What you have to do: In the listing below, find each line with the string "convergence" and return it.

Data provided:
#####
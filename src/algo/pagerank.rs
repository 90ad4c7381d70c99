/*!
# PageRank

Power iteration of
`rank'(v) = t(v) + d * Σ rank(u) / outdeg(u)` over all arcs `u -> v`,
where `t(v)` is the teleport mass: `(1 - d) / n` for every node in the global variant and
`1 - d` for the start node only (`0` elsewhere) in the personalized one. Undirected edges
contribute in both directions, both to in-links and out-degrees.

Mass sitting on nodes without out-arcs is not redistributed during the iteration; instead the
final ranks are renormalized to sum to `1`. Iteration stops as soon as the summed absolute
change of one round drops below the tolerance, or after `max_iterations` rounds.

With [`PageRank::record_steps`] the result additionally carries the (not yet renormalized)
ranks after every round, e.g. for animating the convergence.

```
use wgraphs::{prelude::*, algo::*};

let mut graph = Graph::directed();
for id in ["A", "B", "C"] {
    graph.add_node(id).unwrap();
}
graph.add_edge("A", "C", None).unwrap();
graph.add_edge("B", "C", None).unwrap();
graph.add_edge("C", "A", None).unwrap();

let result = PageRank::new().damping_factor(0.85).run(&graph).unwrap();
assert_eq!(result.ranked[0].id, "C");
assert!((result.ranks().map(|(_, r)| r).sum::<f64>() - 1.0).abs() < 1e-9);
```
*/

use super::*;
use crate::config::PageRankConfig;

/// A node with its final rank
#[derive(Debug, Clone, PartialEq, Serialize)]
pub struct RankedNode {
    pub id: String,
    pub rank: f64,
}

/// Ranks after one round of the power iteration
#[derive(Debug, Clone, PartialEq, Serialize)]
pub struct RankStep {
    /// Round number, starting at `1`
    pub iteration: usize,
    /// Summed absolute change of this round
    pub residual: f64,
    /// All nodes in node order; not renormalized
    pub ranks: Vec<RankedNode>,
}

#[derive(Debug, Clone, PartialEq, Serialize)]
pub struct PageRankResult {
    /// All nodes by descending rank; equal ranks keep node order
    pub ranked: Vec<RankedNode>,
    pub iterations: usize,
    pub converged: bool,
    /// Summed absolute change of every performed iteration
    pub residuals: Vec<f64>,
    pub damping_factor: f64,
    /// Start node of a personalized run
    #[serde(skip_serializing_if = "Option::is_none")]
    pub personalized_for: Option<String>,
    /// One entry per iteration if requested via [`PageRank::record_steps`]
    #[serde(skip_serializing_if = "Vec::is_empty")]
    pub steps: Vec<RankStep>,
}

impl PageRankResult {
    /// Rank of node `id`
    pub fn rank_of(&self, id: &str) -> Option<f64> {
        self.ranked.iter().find(|r| r.id == id).map(|r| r.rank)
    }

    /// `(id, rank)` pairs in descending rank order
    pub fn ranks(&self) -> impl Iterator<Item = (&str, f64)> + '_ {
        self.ranked.iter().map(|r| (r.id.as_str(), r.rank))
    }

    /// The `n` highest ranked nodes (fewer if the graph is smaller)
    pub fn top(&self, n: usize) -> &[RankedNode] {
        &self.ranked[..n.min(self.ranked.len())]
    }
}

/// Configurable PageRank computation
#[derive(Debug, Clone, Copy, PartialEq)]
pub struct PageRank {
    damping_factor: f64,
    max_iterations: usize,
    tolerance: f64,
    record_steps: bool,
}

impl Default for PageRank {
    fn default() -> Self {
        Self::from_config(&PageRankConfig::default())
    }
}

impl PageRank {
    /// PageRank with damping `0.85`, at most `100` iterations and tolerance `1e-4`
    pub fn new() -> Self {
        Self::default()
    }

    pub fn from_config(config: &PageRankConfig) -> Self {
        Self {
            damping_factor: config.damping_factor,
            max_iterations: config.max_iterations,
            tolerance: config.tolerance,
            record_steps: false,
        }
    }

    /// Probability of following an out-arc instead of teleporting; must be in `[0, 1]`
    pub fn damping_factor(mut self, damping_factor: f64) -> Self {
        self.damping_factor = damping_factor;
        self
    }

    pub fn max_iterations(mut self, max_iterations: usize) -> Self {
        self.max_iterations = max_iterations;
        self
    }

    /// Non-negative convergence threshold on the summed absolute change per iteration
    pub fn tolerance(mut self, tolerance: f64) -> Self {
        self.tolerance = tolerance;
        self
    }

    /// Keep a snapshot of all ranks after every iteration (default: off)
    pub fn record_steps(mut self, record_steps: bool) -> Self {
        self.record_steps = record_steps;
        self
    }

    fn validate(&self) -> Result<()> {
        if !self.damping_factor.is_valid_probility() {
            return Err(GraphError::invalid_parameter(
                "damping factor",
                format!("{} is not within [0, 1]", self.damping_factor),
            ));
        }
        if !(self.tolerance.is_finite() && self.tolerance >= 0.0) {
            return Err(GraphError::invalid_parameter(
                "tolerance",
                format!("{} is not a non-negative number", self.tolerance),
            ));
        }
        Ok(())
    }

    /// Global PageRank with uniform teleportation
    #[tracing::instrument(skip(graph), fields(nodes = graph.number_of_nodes()))]
    pub fn run(&self, graph: &Graph) -> Result<PageRankResult> {
        graph.require_nodes()?;
        self.validate()?;

        let n = graph.len();
        let uniform = 1.0 / n as f64;
        let result = self.iterate(graph, vec![uniform; n], |_| {
            (1.0 - self.damping_factor) * uniform
        });
        Ok(self.finish(graph, result, None))
    }

    /// PageRank where all initial mass and all teleportation go to `start`
    #[tracing::instrument(skip(graph), fields(nodes = graph.number_of_nodes()))]
    pub fn run_personalized(&self, graph: &Graph, start: &str) -> Result<PageRankResult> {
        graph.require_nodes()?;
        let s = graph.node(start)?;
        self.validate()?;

        let mut initial = vec![0.0; graph.len()];
        initial[s as usize] = 1.0;
        let result = self.iterate(graph, initial, |u| {
            if u == s { 1.0 - self.damping_factor } else { 0.0 }
        });
        Ok(self.finish(graph, result, Some(s)))
    }

    fn iterate<T>(&self, graph: &Graph, mut ranks: Vec<f64>, teleport: T) -> Iteration
    where
        T: Fn(Node) -> f64,
    {
        let adj = Adjacency::of(graph);
        let mut next = vec![0.0; ranks.len()];
        let mut residuals = Vec::new();
        let mut snapshots = Vec::new();
        let mut converged = false;

        while residuals.len() < self.max_iterations {
            for (v, r) in next.iter_mut().enumerate() {
                *r = teleport(v as Node);
            }
            for u in graph.vertices() {
                let out = adj.degree_of(u);
                if out == 0 {
                    continue;
                }
                let share = self.damping_factor * ranks[u as usize] / out as f64;
                for v in adj.neighbors_of(u) {
                    next[v as usize] += share;
                }
            }

            let diff: f64 = ranks.iter().zip(&next).map(|(a, b)| (a - b).abs()).sum();
            std::mem::swap(&mut ranks, &mut next);
            residuals.push(diff);
            if self.record_steps {
                snapshots.push(ranks.clone());
            }
            tracing::trace!(iteration = residuals.len(), diff, "pagerank iteration");

            if diff < self.tolerance {
                converged = true;
                break;
            }
        }

        Iteration {
            ranks,
            residuals,
            snapshots,
            converged,
        }
    }

    fn finish(&self, graph: &Graph, mut it: Iteration, start: Option<Node>) -> PageRankResult {
        let total: f64 = it.ranks.iter().sum();
        if total > 0.0 {
            for r in &mut it.ranks {
                *r /= total;
            }
        } else {
            // all mass leaked through nodes without out-arcs (only possible for d = 1)
            let fallback: Vec<f64> = match start {
                Some(s) => (0..it.ranks.len()).map(|u| if u == s as usize { 1.0 } else { 0.0 }).collect(),
                None => vec![1.0 / it.ranks.len() as f64; it.ranks.len()],
            };
            it.ranks = fallback;
        }

        let in_node_order = |ranks: &[f64]| {
            graph
                .vertices()
                .map(|u| RankedNode {
                    id: graph.node_id(u).to_string(),
                    rank: ranks[u as usize],
                })
                .collect_vec()
        };

        let steps = it
            .snapshots
            .iter()
            .zip(&it.residuals)
            .enumerate()
            .map(|(i, (ranks, &residual))| RankStep {
                iteration: i + 1,
                residual,
                ranks: in_node_order(ranks),
            })
            .collect_vec();

        let mut ranked = in_node_order(&it.ranks);
        ranked.sort_by(|a, b| b.rank.total_cmp(&a.rank));

        tracing::debug!(
            iterations = it.residuals.len(),
            converged = it.converged,
            "pagerank finished"
        );

        PageRankResult {
            ranked,
            iterations: it.residuals.len(),
            converged: it.converged,
            residuals: it.residuals,
            damping_factor: self.damping_factor,
            personalized_for: start.map(|s| graph.node_id(s).to_string()),
            steps,
        }
    }
}

struct Iteration {
    ranks: Vec<f64>,
    residuals: Vec<f64>,
    /// Ranks after every round, only filled when steps are recorded
    snapshots: Vec<Vec<f64>>,
    converged: bool,
}

/// Global PageRank with the default parameters
pub fn pagerank(graph: &Graph) -> Result<PageRankResult> {
    PageRank::new().run(graph)
}

/// Personalized PageRank from `start` with the default parameters
pub fn personalized_pagerank(graph: &Graph, start: &str) -> Result<PageRankResult> {
    PageRank::new().run_personalized(graph, start)
}

/// The `n` highest ranked nodes under the default parameters
pub fn top_pagerank_nodes(graph: &Graph, n: usize) -> Result<Vec<RankedNode>> {
    Ok(pagerank(graph)?.top(n).to_vec())
}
#####
Expected answer:
ranks after every round, e.g. for animating the convergence.
    /// Non-negative convergence threshold on the summed absolute change per iteration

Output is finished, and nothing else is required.